While I rarely write raw CloudFormation anymore, understanding it helps when working with CDK or debugging:

yamlCopyAWSTemplateFormatVersion: '2010-09-09'
Resources:
  EksCluster:
    Type: 'AWS::EKS::Cluster'
    Properties:
      Name: native-cluster
      Version: '1.27'
      RoleArn: !GetAtt EksServiceRole.Arn
      ResourcesVpcConfig:
        SecurityGroupIds: 
          - !Ref ClusterSecurityGroup
        SubnetIds: !Ref SubnetIds

  EksNodegroup:
    Type: 'AWS::EKS::Nodegroup'
    Properties:
      ClusterName: !Ref EksCluster
      NodeRole: !GetAtt NodeInstanceRole.Arn
      ScalingConfig:
        MinSize: 2
        DesiredSize: 3
        MaxSize: 10
      Subnets: !Ref SubnetIds
      InstanceTypes: 
        - t3.large

When I Use It

  • Need AWS-native solutions

  • Working with existing CloudFormation stacks

  • Simple, standalone clusters

Making the Choice: My Decision Framework

I choose my deployment method based on these factors:

  1. Project Scale

    • Personal/Small Team → eksctl

    • Enterprise → Terraform/CDK

  2. Team Experience

    • AWS experts → CDK

    • Multi-cloud teams → Terraform

    • Kubernetes focused → eksctl

  3. Infrastructure Complexity

    • Simple → eksctl

    • Complex → Terraform

    • AWS-specific complexity → CDK

  4. Long-term Maintenance

    • Need state management → Terraform

    • Heavy AWS integration → CDK

    • Quick deployment → eksctl

Conclusion

After years of working with EKS, I've learned that no single tool is perfect for every situation. eksctl remains my favorite for quick starts and simple production deployments, but I don't hesitate to reach for Terraform or CDK when the situation calls for it.

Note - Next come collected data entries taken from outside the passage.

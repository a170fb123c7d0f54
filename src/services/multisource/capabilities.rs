// Source capabilities
//
// What a physical source can evaluate, as seen by the optimizer. Queries
// against a multi-source model see the source's capabilities through
// `MultiSourceCapabilities`, which reports every operation that needs a
// single execution against a single source as unsupported.

use std::collections::HashSet;
use std::fmt;
use std::sync::Arc;

use serde::{Deserialize, Serialize};

use crate::services::dialect::DialectKind;

#[derive(Debug, Clone, Copy, Serialize, Deserialize, PartialEq, Eq, Hash)]
#[serde(rename_all = "snake_case")]
pub enum Capability {
    // Predicates
    CriteriaCompare,
    CriteriaIn,
    CriteriaLike,
    CriteriaLikeEscape,
    CriteriaIsNull,
    CriteriaNot,
    ScalarSubqueries,
    // Joins
    InnerJoins,
    OuterJoins,
    FullOuterJoins,
    InlineViews,
    // Set operations
    Union,
    Intersect,
    Except,
    // Aggregation
    AggregatesCount,
    AggregatesCountStar,
    AggregatesSum,
    AggregatesAvg,
    AggregatesMin,
    AggregatesMax,
    AggregatesDistinct,
    SelectDistinct,
    GroupBy,
    Having,
    // Ordering and paging
    OrderBy,
    OrderByNullOrdering,
    RowLimit,
    RowOffset,
    // Updates
    Insert,
    BulkInsert,
    InsertWithQueryExpression,
    Update,
    Delete,
    ProcedureCalls,
}

impl Capability {
    pub const ALL: &'static [Capability] = &[
        Capability::CriteriaCompare,
        Capability::CriteriaIn,
        Capability::CriteriaLike,
        Capability::CriteriaLikeEscape,
        Capability::CriteriaIsNull,
        Capability::CriteriaNot,
        Capability::ScalarSubqueries,
        Capability::InnerJoins,
        Capability::OuterJoins,
        Capability::FullOuterJoins,
        Capability::InlineViews,
        Capability::Union,
        Capability::Intersect,
        Capability::Except,
        Capability::AggregatesCount,
        Capability::AggregatesCountStar,
        Capability::AggregatesSum,
        Capability::AggregatesAvg,
        Capability::AggregatesMin,
        Capability::AggregatesMax,
        Capability::AggregatesDistinct,
        Capability::SelectDistinct,
        Capability::GroupBy,
        Capability::Having,
        Capability::OrderBy,
        Capability::OrderByNullOrdering,
        Capability::RowLimit,
        Capability::RowOffset,
        Capability::Insert,
        Capability::BulkInsert,
        Capability::InsertWithQueryExpression,
        Capability::Update,
        Capability::Delete,
        Capability::ProcedureCalls,
    ];

    /// Forced off when the query targets a multi-source model
    pub fn is_masked_for_multi_source(&self) -> bool {
        matches!(
            self,
            Capability::Union
                | Capability::Intersect
                | Capability::Except
                | Capability::AggregatesCount
                | Capability::AggregatesCountStar
                | Capability::AggregatesSum
                | Capability::AggregatesAvg
                | Capability::AggregatesMin
                | Capability::AggregatesMax
                | Capability::AggregatesDistinct
                | Capability::SelectDistinct
                | Capability::GroupBy
                | Capability::Having
                | Capability::OrderBy
                | Capability::OrderByNullOrdering
                | Capability::RowLimit
                | Capability::RowOffset
        )
    }
}

/// Capability queries answered for one physical source
pub trait SourceCapabilities: Send + Sync + fmt::Debug {
    fn supports(&self, capability: Capability) -> bool;

    /// Whether the named canonical function can be pushed to the source
    fn supports_function(&self, name: &str) -> bool;

    /// Largest IN list the source accepts, `None` for unbounded
    fn max_in_criteria_size(&self) -> Option<usize> {
        None
    }
}

/// Plain capability set
#[derive(Debug, Clone, Default, PartialEq)]
pub struct BasicCapabilities {
    supported: HashSet<Capability>,
    functions: HashSet<String>,
    max_in_criteria_size: Option<usize>,
}

const COMMON_FUNCTIONS: &[&str] = &[
    "abs", "ceiling", "coalesce", "concat", "convert", "floor", "ifnull", "lcase", "left",
    "length", "locate", "lower", "ltrim", "mod", "right", "round", "rtrim", "substring", "trim",
    "ucase", "upper",
];

impl BasicCapabilities {
    pub fn new() -> Self {
        Self::default()
    }

    /// Every capability and every common function
    pub fn all() -> Self {
        Self {
            supported: Capability::ALL.iter().copied().collect(),
            functions: COMMON_FUNCTIONS.iter().map(|f| f.to_string()).collect(),
            max_in_criteria_size: None,
        }
    }

    /// Default capabilities of a dialect
    pub fn for_dialect(kind: DialectKind) -> Self {
        let capabilities = Self::all();
        match kind {
            DialectKind::MySql => capabilities
                .without(Capability::FullOuterJoins)
                .without(Capability::Intersect)
                .without(Capability::Except)
                .without(Capability::OrderByNullOrdering),
            DialectKind::Oracle => capabilities
                .with_max_in_criteria_size(1000)
                .with_functions(&["dayofyear", "dayofmonth", "dayofweek", "week", "quarter"]),
            DialectKind::SqlServer => capabilities
                .without(Capability::OrderByNullOrdering)
                .with_max_in_criteria_size(2100)
                .with_functions(&["dayofyear", "dayofweek", "week", "quarter"]),
            DialectKind::PostgreSql => {
                capabilities.with_functions(&["dayofyear", "dayofweek", "week", "quarter"])
            }
            DialectKind::Generic => capabilities,
        }
    }

    pub fn with(mut self, capability: Capability) -> Self {
        self.supported.insert(capability);
        self
    }

    pub fn without(mut self, capability: Capability) -> Self {
        self.supported.remove(&capability);
        self
    }

    pub fn with_functions(mut self, names: &[&str]) -> Self {
        self.functions
            .extend(names.iter().map(|name| name.to_lowercase()));
        self
    }

    pub fn with_max_in_criteria_size(mut self, size: usize) -> Self {
        self.max_in_criteria_size = Some(size);
        self
    }
}

impl SourceCapabilities for BasicCapabilities {
    fn supports(&self, capability: Capability) -> bool {
        self.supported.contains(&capability)
    }

    fn supports_function(&self, name: &str) -> bool {
        self.functions.contains(&name.to_lowercase())
    }

    fn max_in_criteria_size(&self) -> Option<usize> {
        self.max_in_criteria_size
    }
}

/// Capabilities of a source seen through a multi-source model
#[derive(Debug, Clone)]
pub struct MultiSourceCapabilities {
    inner: Arc<dyn SourceCapabilities>,
}

impl MultiSourceCapabilities {
    pub fn new(inner: Arc<dyn SourceCapabilities>) -> Self {
        Self { inner }
    }

    pub fn inner(&self) -> &Arc<dyn SourceCapabilities> {
        &self.inner
    }
}

impl SourceCapabilities for MultiSourceCapabilities {
    fn supports(&self, capability: Capability) -> bool {
        !capability.is_masked_for_multi_source() && self.inner.supports(capability)
    }

    fn supports_function(&self, name: &str) -> bool {
        self.inner.supports_function(name)
    }

    fn max_in_criteria_size(&self) -> Option<usize> {
        self.inner.max_in_criteria_size()
    }
}

/// Capabilities to plan with for a source, masked when the query targets a
/// multi-source model
pub fn mask_capabilities(
    capabilities: Arc<dyn SourceCapabilities>,
    is_multi_source: bool,
) -> Arc<dyn SourceCapabilities> {
    if is_multi_source {
        Arc::new(MultiSourceCapabilities::new(capabilities))
    } else {
        capabilities
    }
}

The key is understanding each tool's strengths and choosing the right one for your specific needs. Don't let anyone tell you there's only one "right way" to deploy EKS – use what works best for your situation.

Remember: The best tool is the one that helps you ship reliable infrastructure while keeping your team productive and your maintenance burden manageable.